→ **EXERCISE DESCRIPTION**
Give again, word for word, every line in the entries below from the line with "pub const ENV_DIAL_TIMEOUT_MS: &str" up to and including the line with "in load order", and no other line.

*-*-*

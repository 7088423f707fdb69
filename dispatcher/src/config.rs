//! Configuration loaded from environment variables
//!
//! | variable | default |
//! |---|---|
//! | `CSI_PLUGINS` | empty |
//! | `CSI_ENDPOINT` | `tcp://127.0.0.1:8080` |
//! | `CSI_PROVIDER` | `mock` |
//! | `MODCSI_DIAL_TIMEOUT_MS` | `5000` |
//! | `MODCSI_LOG_LEVEL` | `info` |
//! | `MODCSI_LOG_FORMAT` | `pretty` |
//! | `MODCSI_METRICS_ADDR` | unset (metrics server disabled) |

use std::net::SocketAddr;
use std::str::FromStr;
use std::time::Duration;

use crate::error::{DispatchError, RegistryError, Result};

/// Module locations to load at start-up
pub const ENV_PLUGINS: &str = "CSI_PLUGINS";
/// Address the host listens on
pub const ENV_ENDPOINT: &str = "CSI_ENDPOINT";
/// Provider the host exposes
pub const ENV_PROVIDER: &str = "CSI_PROVIDER";
pub const ENV_DIAL_TIMEOUT_MS: &str = "MODCSI_DIAL_TIMEOUT_MS";
pub const ENV_LOG_LEVEL: &str = "MODCSI_LOG_LEVEL";
pub const ENV_LOG_FORMAT: &str = "MODCSI_LOG_FORMAT";
pub const ENV_METRICS_ADDR: &str = "MODCSI_METRICS_ADDR";

pub const DEFAULT_ENDPOINT: &str = "tcp://127.0.0.1:8080";
pub const DEFAULT_PROVIDER: &str = "mock";
pub const DEFAULT_DIAL_TIMEOUT: Duration = Duration::from_millis(5000);

/// Log output format
#[derive(Debug, Clone, Copy, PartialEq, Eq, Default)]
pub enum LogFormat {
    #[default]
    Pretty,
    Json,
}

impl FromStr for LogFormat {
    type Err = DispatchError;

    fn from_str(s: &str) -> Result<Self> {
        match s.to_ascii_lowercase().as_str() {
            "pretty" | "text" => Ok(LogFormat::Pretty),
            "json" => Ok(LogFormat::Json),
            other => Err(DispatchError::Config(format!(
                "{ENV_LOG_FORMAT}: unknown format {other:?}"
            ))),
        }
    }
}

/// Dispatcher configuration
#[derive(Debug, Clone)]
pub struct Config {
    /// Module locations, in load order
    pub plugins: Vec<String>,
    /// `scheme://address` the host listens on
    pub endpoint: String,
    pub provider: String,
    /// Upper bound on setting up an in-memory connection to a plugin
    pub dial_timeout: Duration,
    pub log_level: String,
    pub log_format: LogFormat,
    pub metrics_addr: Option<SocketAddr>,
}

impl Default for Config {
    fn default() -> Self {
        Self {
            plugins: Vec::new(),
            endpoint: DEFAULT_ENDPOINT.to_string(),
            provider: DEFAULT_PROVIDER.to_string(),
            dial_timeout: DEFAULT_DIAL_TIMEOUT,
            log_level: "info".to_string(),
            log_format: LogFormat::Pretty,
            metrics_addr: None,
        }
    }
}

impl Config {
    /// Load from the process environment
    #[allow(clippy::result_large_err)]
    pub fn from_env() -> Result<Self> {
        Self::from_lookup(|key| std::env::var(key).ok())
    }

    /// Load from an arbitrary key lookup
    ///
    /// Unset and empty values fall back to defaults.
    #[allow(clippy::result_large_err)]
    pub fn from_lookup<F>(lookup: F) -> Result<Self>
    where
        F: Fn(&str) -> Option<String>,
    {
        let get = |key: &str| lookup(key).filter(|v| !v.trim().is_empty());
        let defaults = Self::default();

        let plugins = match get(ENV_PLUGINS) {
            Some(raw) => parse_plugin_list(&raw)?,
            None => Vec::new(),
        };

        let dial_timeout = match get(ENV_DIAL_TIMEOUT_MS) {
            Some(raw) => {
                let ms: u64 = raw.trim().parse().map_err(|e| {
                    DispatchError::Config(format!("{ENV_DIAL_TIMEOUT_MS}: {raw:?}: {e}"))
                })?;
                if ms == 0 {
                    return Err(DispatchError::Config(format!(
                        "{ENV_DIAL_TIMEOUT_MS} must be greater than zero"
                    )));
                }
                Duration::from_millis(ms)
            }
            None => defaults.dial_timeout,
        };

        let log_format = match get(ENV_LOG_FORMAT) {
            Some(raw) => raw.trim().parse()?,
            None => defaults.log_format,
        };

        let metrics_addr = match get(ENV_METRICS_ADDR) {
            Some(raw) => Some(raw.trim().parse().map_err(|e| {
                DispatchError::Config(format!("{ENV_METRICS_ADDR}: {raw:?}: {e}"))
            })?),
            None => None,
        };

        Ok(Self {
            plugins,
            endpoint: get(ENV_ENDPOINT).unwrap_or(defaults.endpoint),
            provider: get(ENV_PROVIDER).unwrap_or(defaults.provider),
            dial_timeout,
            log_level: get(ENV_LOG_LEVEL).unwrap_or(defaults.log_level),
            log_format,
            metrics_addr,
        })
    }
}

/// Parse a comma-separated module list using CSV quoting rules
///
/// Only the first record is read and an empty input yields an empty list.
///
/// Unlike a plain CSV read, surrounding whitespace is trimmed from every
/// field and blank fields are dropped, so `"a, ,b "` and `"a,,b"` both give
/// `["a", "b"]` rather than passing `" "` or `""` on to the module loader.
pub fn parse_plugin_list(raw: &str) -> std::result::Result<Vec<String>, RegistryError> {
    let mut reader = csv::ReaderBuilder::new()
        .has_headers(false)
        .flexible(true)
        .trim(csv::Trim::All)
        .from_reader(raw.as_bytes());

    let mut record = csv::StringRecord::new();
    let found = reader
        .read_record(&mut record)
        .map_err(|e| RegistryError::Config(e.to_string()))?;
    if !found {
        return Ok(Vec::new());
    }

    Ok(record
        .iter()
        .filter(|field| !field.is_empty())
        .map(str::to_string)
        .collect())
}

#[cfg(test)]
#[allow(clippy::unwrap_used)]
mod tests {
    use super::*;
    use std::collections::HashMap;

    fn lookup(pairs: &[(&str, &str)]) -> impl Fn(&str) -> Option<String> {
        let map: HashMap<String, String> = pairs
            .iter()
            .map(|(k, v)| (k.to_string(), v.to_string()))
            .collect();
        move |key| map.get(key).cloned()
    }

    #[test]
    fn test_defaults() {
        let config = Config::from_lookup(lookup(&[])).unwrap();
        assert!(config.plugins.is_empty());
        assert_eq!(config.endpoint, "tcp://127.0.0.1:8080");
        assert_eq!(config.provider, "mock");
        assert_eq!(config.dial_timeout, Duration::from_secs(5));
        assert_eq!(config.log_level, "info");
        assert_eq!(config.log_format, LogFormat::Pretty);
        assert!(config.metrics_addr.is_none());
    }

    #[test]
    fn test_overrides() {
        let config = Config::from_lookup(lookup(&[
            ("CSI_PLUGINS", "mock,csi-lvm"),
            ("CSI_ENDPOINT", "unix:///run/csi.sock"),
            ("CSI_PROVIDER", "LVM"),
            ("MODCSI_DIAL_TIMEOUT_MS", "250"),
            ("MODCSI_LOG_LEVEL", "debug"),
            ("MODCSI_LOG_FORMAT", "JSON"),
            ("MODCSI_METRICS_ADDR", "127.0.0.1:9090"),
        ]))
        .unwrap();

        assert_eq!(config.plugins, vec!["mock", "csi-lvm"]);
        assert_eq!(config.endpoint, "unix:///run/csi.sock");
        assert_eq!(config.provider, "LVM");
        assert_eq!(config.dial_timeout, Duration::from_millis(250));
        assert_eq!(config.log_level, "debug");
        assert_eq!(config.log_format, LogFormat::Json);
        assert_eq!(config.metrics_addr, Some("127.0.0.1:9090".parse().unwrap()));
    }

    #[test]
    fn test_empty_values_use_defaults() {
        let config =
            Config::from_lookup(lookup(&[("CSI_PLUGINS", ""), ("CSI_ENDPOINT", "  ")])).unwrap();
        assert!(config.plugins.is_empty());
        assert_eq!(config.endpoint, DEFAULT_ENDPOINT);
    }

    #[test]
    fn test_malformed_values_rejected() {
        for pairs in [
            [("MODCSI_DIAL_TIMEOUT_MS", "soon")],
            [("MODCSI_DIAL_TIMEOUT_MS", "0")],
            [("MODCSI_LOG_FORMAT", "xml")],
            [("MODCSI_METRICS_ADDR", "not-an-addr")],
        ] {
            let err = Config::from_lookup(lookup(&pairs)).unwrap_err();
            assert!(matches!(err, DispatchError::Config(_)), "{pairs:?}: {err}");
        }
    }

    #[test]
    fn test_plugin_list_quoting() {
        let list = parse_plugin_list(r#"mock,"/opt/csi/a,b.so",,"x""y", lvm "#).unwrap();
        assert_eq!(list, vec!["mock", "/opt/csi/a,b.so", "x\"y", "lvm"]);
    }

    #[test]
    fn test_plugin_list_trims_and_skips_blanks() {
        assert_eq!(parse_plugin_list("a,,b").unwrap(), vec!["a", "b"]);
        assert_eq!(parse_plugin_list(" a , ,b ").unwrap(), vec!["a", "b"]);
        assert!(parse_plugin_list(" , ").unwrap().is_empty());
    }

    #[test]
    fn test_plugin_list_empty() {
        assert!(parse_plugin_list("").unwrap().is_empty());
    }
}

*-*-*

→ **EXPECTED ANSWER**
pub const ENV_DIAL_TIMEOUT_MS: &str = "MODCSI_DIAL_TIMEOUT_MS";
pub const ENV_LOG_LEVEL: &str = "MODCSI_LOG_LEVEL";
pub const ENV_LOG_FORMAT: &str = "MODCSI_LOG_FORMAT";
pub const ENV_METRICS_ADDR: &str = "MODCSI_METRICS_ADDR";

pub const DEFAULT_ENDPOINT: &str = "tcp://127.0.0.1:8080";
pub const DEFAULT_PROVIDER: &str = "mock";
pub const DEFAULT_DIAL_TIMEOUT: Duration = Duration::from_millis(5000);

/// Log output format
#[derive(Debug, Clone, Copy, PartialEq, Eq, Default)]
pub enum LogFormat {
    #[default]
    Pretty,
    Json,
}

impl FromStr for LogFormat {
    type Err = DispatchError;

    fn from_str(s: &str) -> Result<Self> {
        match s.to_ascii_lowercase().as_str() {
            "pretty" | "text" => Ok(LogFormat::Pretty),
            "json" => Ok(LogFormat::Json),
            other => Err(DispatchError::Config(format!(
                "{ENV_LOG_FORMAT}: unknown format {other:?}"
            ))),
        }
    }
}

/// Dispatcher configuration
#[derive(Debug, Clone)]
pub struct Config {
    /// Module locations, in load order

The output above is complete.